Principal Investigator Mark Singer, Ph.D., frequently accompanies CMHA police units out on patrol, assessing the program and ensuring it’s working right. He cites data culled from surveys collected over a two-year period from individuals who received PAR services. The survey ultimately asked a fundamental question: “As a result of PAR, how has your opinion of police officers changed?”

The results:

It’s improved: 39%

It’s the same: 56%

It’s gotten worse: 4%

“Over a third of the respondents said that their opinion of the police improved through their participation in the PAR program,” Dr. Singer says. “We hear neighborhood residents saying things like, ‘The officer saved my life’ and ‘It’s nice to know that you can count on the police for more than just arresting.’”

He also notes that the PAR program has also proved exceptionally helpful in boosting police morale.

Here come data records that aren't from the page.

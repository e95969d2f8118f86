//! Ledger context for managing connections and repository access.

use std::path::Path;

use diesel_async::SimpleAsyncConnection;

use super::pool::{DbError, SqlitePool};
use super::runs::RunRepository;

/// Entry point for run ledger access.
///
/// # Example
/// ```ignore
/// let ctx = LedgerContext::from_url(&settings.database_url());
/// ctx.init_schema().await?;
/// let runs = ctx.runs().recent_dag_runs(20).await?;
/// ```
#[derive(Debug, Clone)]
pub struct LedgerContext {
    pool: SqlitePool,
}

impl LedgerContext {
    /// Create a context from a path or `sqlite:` URL.
    pub fn from_url(url: &str) -> Self {
        Self {
            pool: SqlitePool::new(url),
        }
    }

    pub fn from_path(path: &Path) -> Self {
        Self {
            pool: SqlitePool::from_path(path),
        }
    }

    pub fn pool(&self) -> &SqlitePool {
        &self.pool
    }

    pub fn runs(&self) -> RunRepository {
        RunRepository::new(self.pool.clone())
    }

    /// Create the ledger tables if missing.
    pub async fn init_schema(&self) -> Result<(), DbError> {
        let mut conn = self.pool.get().await?;
        conn.batch_execute(include_str!("schema_sqlite.sql")).await
    }
}
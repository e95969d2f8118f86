//! Raw dataset initialization.

use serde::Serialize;
use tracing::{info, warn};

use crate::warehouse::{tables, Warehouse};

/// Outcome for one raw table.
#[derive(Debug, Clone, PartialEq, Serialize)]
#[serde(untagged)]
pub enum TableStatus {
    Ready { table: String, row_count: i64 },
    Failed { table: String, error: String },
}

impl TableStatus {
    pub fn table(&self) -> &str {
        match self {
            TableStatus::Ready { table, .. } | TableStatus::Failed { table, .. } => table,
        }
    }

    pub fn is_ready(&self) -> bool {
        matches!(self, TableStatus::Ready { .. })
    }
}

/// Create the raw dataset and tables if missing.
///
/// A failing table is reported in its status entry; the remaining tables
/// are still processed.
pub async fn init_raw_schema(
    warehouse: &dyn Warehouse,
    dataset: &str,
    drop_existing: bool,
) -> Vec<TableStatus> {
    let dialect = warehouse.dialect().clone();

    if let Err(e) = warehouse.execute(&dialect.create_schema(dataset)).await {
        warn!("Could not create dataset {}: {}", dataset, e);
    }

    let mut statuses = Vec::new();
    for table in tables::raw_tables() {
        if drop_existing {
            if let Err(e) = warehouse.execute(&dialect.drop_table(dataset, table.name)).await {
                warn!("Dropping {}.{} failed: {}", dataset, table.name, e);
            }
        }

        let status = match warehouse.execute(&dialect.create_table(dataset, &table)).await {
            Ok(()) => match warehouse.count_rows(dataset, table.name).await {
                Ok(row_count) => TableStatus::Ready {
                    table: table.name.to_string(),
                    row_count,
                },
                Err(e) => TableStatus::Failed {
                    table: table.name.to_string(),
                    error: e.to_string(),
                },
            },
            Err(e) => TableStatus::Failed {
                table: table.name.to_string(),
                error: e.to_string(),
            },
        };

        match &status {
            TableStatus::Ready { row_count, .. } => {
                info!("Table {}.{} ready ({} rows)", dataset, table.name, row_count)
            }
            TableStatus::Failed { error, .. } => {
                warn!("Table {}.{} failed: {}", dataset, table.name, error)
            }
        }
        statuses.push(status);
    }
    statuses
}

#[cfg(test)]
mod tests {
    use super::*;
    use crate::warehouse::DuckDbWarehouse;

    #[tokio::test]
    async fn test_init_twice_is_stable() {
        let wh = DuckDbWarehouse::in_memory().unwrap();

        let first = init_raw_schema(&wh, "youtube_raw", false).await;
        assert_eq!(first.len(), 5);
        assert!(first.iter().all(TableStatus::is_ready));

        wh.execute("INSERT INTO youtube_raw.categories (category_id) VALUES ('1')")
            .await
            .unwrap();

        let second = init_raw_schema(&wh, "youtube_raw", false).await;
        let categories = second.iter().find(|s| s.table() == "categories").unwrap();
        assert_eq!(
            categories,
            &TableStatus::Ready {
                table: "categories".into(),
                row_count: 1
            }
        );

        let dropped = init_raw_schema(&wh, "youtube_raw", true).await;
        assert!(dropped.iter().all(|s| matches!(s, TableStatus::Ready { row_count: 0, .. })));
    }

    #[test]
    fn test_status_serialization() {
        let ok = serde_json::to_value(TableStatus::Ready {
            table: "videos".into(),
            row_count: 3,
        })
        .unwrap();
        assert_eq!(ok, serde_json::json!({"table": "videos", "row_count": 3}));

        let failed = serde_json::to_value(TableStatus::Failed {
            table: "videos".into(),
            error: "boom".into(),
        })
        .unwrap();
        assert_eq!(failed, serde_json::json!({"table": "videos", "error": "boom"}));
    }
}
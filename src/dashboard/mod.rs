//! Read-side analytics over the staging tables.
//!
//! Every section is an independent parameterized query. A section that
//! fails is logged and left empty so the rest of the page still renders.

pub mod format;

use std::future::Future;

use chrono::{Duration, NaiveDate};
use serde::Serialize;
use tracing::warn;

use crate::error::{PipelineError, Result};
use crate::warehouse::{tables, QueryParam, Row, RowExt, SqlValue, Warehouse};

pub use format::{format_count, round2};

/// Selectable date windows, in days.
pub const WINDOWS: [u32; 3] = [7, 30, 90];
pub const DEFAULT_WINDOW: u32 = 30;

const TOP_VIDEOS_LIMIT: usize = 50;
const TOP_CHANNELS_LIMIT: usize = 10;

/// Date window and optional channel restriction.
#[derive(Debug, Clone, PartialEq, Eq, Serialize)]
pub struct DashboardFilter {
    pub ndays: u32,
    pub channel_id: Option<String>,
}

impl Default for DashboardFilter {
    fn default() -> Self {
        Self {
            ndays: DEFAULT_WINDOW,
            channel_id: None,
        }
    }
}

impl DashboardFilter {
    /// Parse raw request values. An empty or `All` channel means no restriction.
    pub fn parse(ndays: Option<&str>, channel_id: Option<&str>) -> Result<Self> {
        let ndays = match ndays.map(str::trim).filter(|s| !s.is_empty()) {
            None => DEFAULT_WINDOW,
            Some(raw) => raw
                .parse::<u32>()
                .ok()
                .filter(|n| WINDOWS.contains(n))
                .ok_or_else(|| {
                    PipelineError::invalid(format!(
                        "ndays must be one of 7, 30 or 90 (got '{}')",
                        raw
                    ))
                })?,
        };
        let channel_id = channel_id
            .map(str::trim)
            .filter(|s| !s.is_empty() && !s.eq_ignore_ascii_case("all"))
            .map(String::from);
        Ok(Self { ndays, channel_id })
    }

    /// First day inside the window.
    pub fn since(&self, today: NaiveDate) -> NaiveDate {
        today - Duration::days(i64::from(self.ndays))
    }
}

#[derive(Debug, Clone, PartialEq, Serialize)]
pub struct ChannelOption {
    pub channel_id: String,
    pub channel_title: String,
}

#[derive(Debug, Clone, Default, PartialEq, Serialize)]
pub struct Kpis {
    pub views: i64,
    pub likes: i64,
    pub comments: i64,
}

#[derive(Debug, Clone, PartialEq, Serialize)]
pub struct DailyPoint {
    pub date: String,
    pub views: i64,
    pub likes: i64,
    pub comments: i64,
}

#[derive(Debug, Clone, PartialEq, Serialize)]
pub struct TopVideo {
    pub video_id: String,
    pub title: Option<String>,
    pub channel_title: Option<String>,
    pub published_at: Option<String>,
    pub views: i64,
    pub likes: i64,
    pub comments: i64,
}

#[derive(Debug, Clone, PartialEq, Serialize)]
pub struct ChannelViews {
    pub channel_title: String,
    pub views: i64,
}

/// Most recent snapshot date loaded into the fact table.
#[derive(Debug, Clone, PartialEq, Serialize)]
pub struct Freshness {
    pub latest_date: String,
    pub row_count: i64,
}

/// Everything the dashboard page shows.
#[derive(Debug, Clone, PartialEq, Serialize)]
pub struct Dashboard {
    pub filter: DashboardFilter,
    pub since: NaiveDate,
    pub channels: Vec<ChannelOption>,
    pub kpis: Kpis,
    pub daily: Vec<DailyPoint>,
    pub top_videos: Vec<TopVideo>,
    /// Mean of (likes + comments) per 1000 views over snapshot rows with views.
    pub engagement_per_1k: Option<f64>,
    pub top_channels: Vec<ChannelViews>,
    pub freshness: Option<Freshness>,
}

/// SQL fragments for one dataset and filter.
struct Queries<'a> {
    warehouse: &'a dyn Warehouse,
    dataset: &'a str,
    filter: &'a DashboardFilter,
    since: NaiveDate,
}

impl Queries<'_> {
    fn table(&self, name: &str) -> String {
        self.warehouse.dialect().table_ref(self.dataset, name)
    }

    fn date_col(&self) -> String {
        self.warehouse.dialect().ident("date")
    }

    /// Joined and filtered statistics, shared by the windowed sections.
    fn filtered_from(&self) -> String {
        let mut sql = format!(
            "FROM {stats} AS s \
             JOIN {videos} AS v ON v.video_id = s.video_id \
             JOIN {channels} AS c ON c.channel_id = v.channel_id \
             WHERE s.{date} >= CAST(@since AS DATE)",
            stats = self.table(tables::FACT_VIDEO_STATISTICS),
            videos = self.table(tables::DIM_VIDEOS),
            channels = self.table(tables::DIM_CHANNELS),
            date = self.date_col(),
        );
        if self.filter.channel_id.is_some() {
            sql.push_str(" AND c.channel_id = @channel_id");
        }
        sql
    }

    fn params(&self) -> Vec<QueryParam> {
        let mut params = vec![QueryParam::new("since", SqlValue::Date(self.since))];
        if let Some(ref channel) = self.filter.channel_id {
            params.push(QueryParam::new("channel_id", SqlValue::text(channel.clone())));
        }
        params
    }

    async fn run(&self, sql: &str) -> Result<Vec<Row>> {
        self.warehouse.query(sql, &self.params()).await
    }

    async fn channels(&self) -> Result<Vec<ChannelOption>> {
        let sql = format!(
            "SELECT DISTINCT channel_id, channel_title FROM {} \
             WHERE channel_id IS NOT NULL ORDER BY channel_title",
            self.table(tables::DIM_CHANNELS)
        );
        let rows = self.warehouse.query(&sql, &[]).await?;
        Ok(rows
            .iter()
            .filter_map(|r| {
                let channel_id = r.text("channel_id")?;
                let channel_title = r.text("channel_title").unwrap_or_else(|| channel_id.clone());
                Some(ChannelOption {
                    channel_id,
                    channel_title,
                })
            })
            .collect())
    }

    async fn kpis(&self) -> Result<Kpis> {
        let sql = format!(
            "SELECT SUM(s.view_count) AS views, SUM(s.like_count) AS likes, \
             SUM(s.comment_count) AS comments {}",
            self.filtered_from()
        );
        let rows = self.run(&sql).await?;
        Ok(rows
            .first()
            .map(|r| Kpis {
                views: r.int("views"),
                likes: r.int("likes"),
                comments: r.int("comments"),
            })
            .unwrap_or_default())
    }

    async fn daily(&self) -> Result<Vec<DailyPoint>> {
        let date = self.date_col();
        let sql = format!(
            "SELECT s.{date} AS day, SUM(s.view_count) AS views, SUM(s.like_count) AS likes, \
             SUM(s.comment_count) AS comments {from} GROUP BY s.{date} ORDER BY s.{date}",
            date = date,
            from = self.filtered_from()
        );
        let rows = self.run(&sql).await?;
        Ok(rows
            .iter()
            .map(|r| DailyPoint {
                date: r.text("day").unwrap_or_default(),
                views: r.int("views"),
                likes: r.int("likes"),
                comments: r.int("comments"),
            })
            .collect())
    }

    /// Latest snapshot of each video in the window, ranked by views.
    async fn top_videos(&self) -> Result<Vec<TopVideo>> {
        let sql = format!(
            "SELECT v.video_id AS video_id, v.title AS title, c.channel_title AS channel_title, \
             v.published_at AS published_at, s.view_count AS views, s.like_count AS likes, \
             s.comment_count AS comments {from} \
             QUALIFY ROW_NUMBER() OVER (PARTITION BY s.video_id ORDER BY s.{date} DESC) = 1 \
             ORDER BY views DESC, video_id LIMIT {limit}",
            from = self.filtered_from(),
            date = self.date_col(),
            limit = TOP_VIDEOS_LIMIT
        );
        let rows = self.run(&sql).await?;
        Ok(rows
            .iter()
            .map(|r| TopVideo {
                video_id: r.text("video_id").unwrap_or_default(),
                title: r.text("title"),
                channel_title: r.text("channel_title"),
                published_at: r.text("published_at"),
                views: r.int("views"),
                likes: r.int("likes"),
                comments: r.int("comments"),
            })
            .collect())
    }

    async fn engagement(&self) -> Result<Option<f64>> {
        let sql = format!(
            "SELECT s.view_count AS views, s.like_count AS likes, \
             s.comment_count AS comments {}",
            self.filtered_from()
        );
        let rows = self.run(&sql).await?;
        Ok(engagement_per_1k(
            rows.iter()
                .map(|r| (r.int("views"), r.int("likes"), r.int("comments"))),
        ))
    }

    async fn top_channels(&self) -> Result<Vec<ChannelViews>> {
        let sql = format!(
            "SELECT c.channel_title AS channel_title, SUM(s.view_count) AS views {from} \
             GROUP BY c.channel_title ORDER BY views DESC LIMIT {limit}",
            from = self.filtered_from(),
            limit = TOP_CHANNELS_LIMIT
        );
        let rows = self.run(&sql).await?;
        Ok(rows
            .iter()
            .map(|r| ChannelViews {
                channel_title: r.text("channel_title").unwrap_or_else(|| "(unknown)".into()),
                views: r.int("views"),
            })
            .collect())
    }

    async fn freshness(&self) -> Result<Option<Freshness>> {
        let table = self.table(tables::FACT_VIDEO_STATISTICS);
        let date = self.date_col();
        let sql = format!(
            "SELECT {date} AS latest_date, COUNT(*) AS row_count FROM {table} \
             WHERE {date} = (SELECT MAX({date}) FROM {table}) GROUP BY {date}",
            date = date,
            table = table
        );
        let rows = self.warehouse.query(&sql, &[]).await?;
        Ok(rows.first().and_then(|r| {
            Some(Freshness {
                latest_date: r.text("latest_date")?,
                row_count: r.int("row_count"),
            })
        }))
    }
}

/// Average engagement per 1000 views; rows without views are skipped.
pub fn engagement_per_1k(rows: impl IntoIterator<Item = (i64, i64, i64)>) -> Option<f64> {
    let rates: Vec<f64> = rows
        .into_iter()
        .filter(|(views, _, _)| *views > 0)
        .map(|(views, likes, comments)| (likes + comments) as f64 / views as f64 * 1000.0)
        .collect();
    if rates.is_empty() {
        return None;
    }
    Some(round2(rates.iter().sum::<f64>() / rates.len() as f64))
}

async fn section<T: Default>(name: &str, fut: impl Future<Output = Result<T>>) -> T {
    match fut.await {
        Ok(value) => value,
        Err(e) => {
            warn!("Dashboard section '{}' failed: {}", name, e);
            T::default()
        }
    }
}

/// Run every section for `filter`, with the window ending at `today`.
pub async fn load_dashboard(
    warehouse: &dyn Warehouse,
    dataset: &str,
    filter: &DashboardFilter,
    today: NaiveDate,
) -> Dashboard {
    let queries = Queries {
        warehouse,
        dataset,
        filter,
        since: filter.since(today),
    };

    Dashboard {
        filter: filter.clone(),
        since: queries.since,
        channels: section("channels", queries.channels()).await,
        kpis: section("kpis", queries.kpis()).await,
        daily: section("daily", queries.daily()).await,
        top_videos: section("top_videos", queries.top_videos()).await,
        engagement_per_1k: section("engagement", queries.engagement()).await,
        top_channels: section("top_channels", queries.top_channels()).await,
        freshness: section("freshness", queries.freshness()).await,
    }
}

“Police officers love it,” says Dr. Singer. “We did two focus groups with police – one before their participation in PAR and then one after – and what we hear from them is very encouraging. They say, ‘I can sleep at night, now. I’d have to leave these events saying, Well, you know, I arrested him, but man, that family is in deep trouble. Now, I know I got the family, or can get the family, help. And it takes me sixty seconds. I phone in. Give the name. The service follows up. And I’ve helped someone.’”

The other thing that officers cite is the new relationship they experience with the people they’ve helped; citizens stop them on the street now to thank them for pointing them in the right direction. Thank them for helping them get help.

“And this is happening in the most dangerous neighborhoods in the city,” says Dr. Singer, “with citizens who are often the most alienated and the poorest who often distrust police. That’s the amazing part.”